*Work instructions:* Reproduce exactly the opening lines of the listing, stopping after the line that contains "use super::traits::OrderStore;" and including it.

═══ Listed records

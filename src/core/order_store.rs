//! Single-threaded order store
//!
//! Orders are keyed by confirmation number. Each order is tagged with an
//! insertion sequence so per-concert listings come back in the order the
//! purchases completed, independent of clock resolution.

use super::traits::OrderStore;
use crate::types::{ConcertId, Order, TicketingError};
use std::cell::RefCell;
use std::collections::hash_map::Entry;
use std::collections::HashMap;

#[derive(Debug, Default)]
struct Orders {
    by_confirmation: HashMap<String, (u64, Order)>,
    next_sequence: u64,
}

/// Order store for single-threaded use
#[derive(Debug, Default)]
pub struct InMemoryOrderStore {
    orders: RefCell<Orders>,
}

impl InMemoryOrderStore {
    pub fn new() -> Self {
        Self::default()
    }

    pub fn len(&self) -> usize {
        self.orders.borrow().by_confirmation.len()
    }

    pub fn is_empty(&self) -> bool {
        self.len() == 0
    }
}

impl OrderStore for InMemoryOrderStore {
    fn insert(&self, order: Order) -> Result<(), TicketingError> {
        let mut guard = self.orders.borrow_mut();
        let orders = &mut *guard;
        let sequence = orders.next_sequence;

        match orders.by_confirmation.entry(order.confirmation_number.clone()) {
            Entry::Occupied(entry) => Err(TicketingError::DuplicateConfirmationNumber {
                confirmation_number: entry.key().clone(),
            }),
            Entry::Vacant(entry) => {
                entry.insert((sequence, order));
                orders.next_sequence += 1;
                Ok(())
            }
        }
    }

    fn remove(&self, confirmation_number: &str) -> Option<Order> {
        self.orders
            .borrow_mut()
            .by_confirmation
            .remove(confirmation_number)
            .map(|(_, order)| order)
    }

    fn find_by_confirmation_number(&self, confirmation_number: &str) -> Option<Order> {
        self.orders
            .borrow()
            .by_confirmation
            .get(confirmation_number)
            .map(|(_, order)| order.clone())
    }

    fn for_concert(&self, concert_id: ConcertId) -> Vec<Order> {
        let orders = self.orders.borrow();
        let mut matching: Vec<&(u64, Order)> = orders
            .by_confirmation
            .values()
            .filter(|(_, order)| order.concert_id == concert_id)
            .collect();
        matching.sort_by_key(|(sequence, _)| *sequence);
        matching.into_iter().map(|(_, order)| order.clone()).collect()
    }
}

══════

*Your solution:*
filename src/core/order_store.rs
//! Single-threaded order store
//!
//! Orders are keyed by confirmation number. Each order is tagged with an
//! insertion sequence so per-concert listings come back in the order the
//! purchases completed, independent of clock resolution.

use super::traits::OrderStore;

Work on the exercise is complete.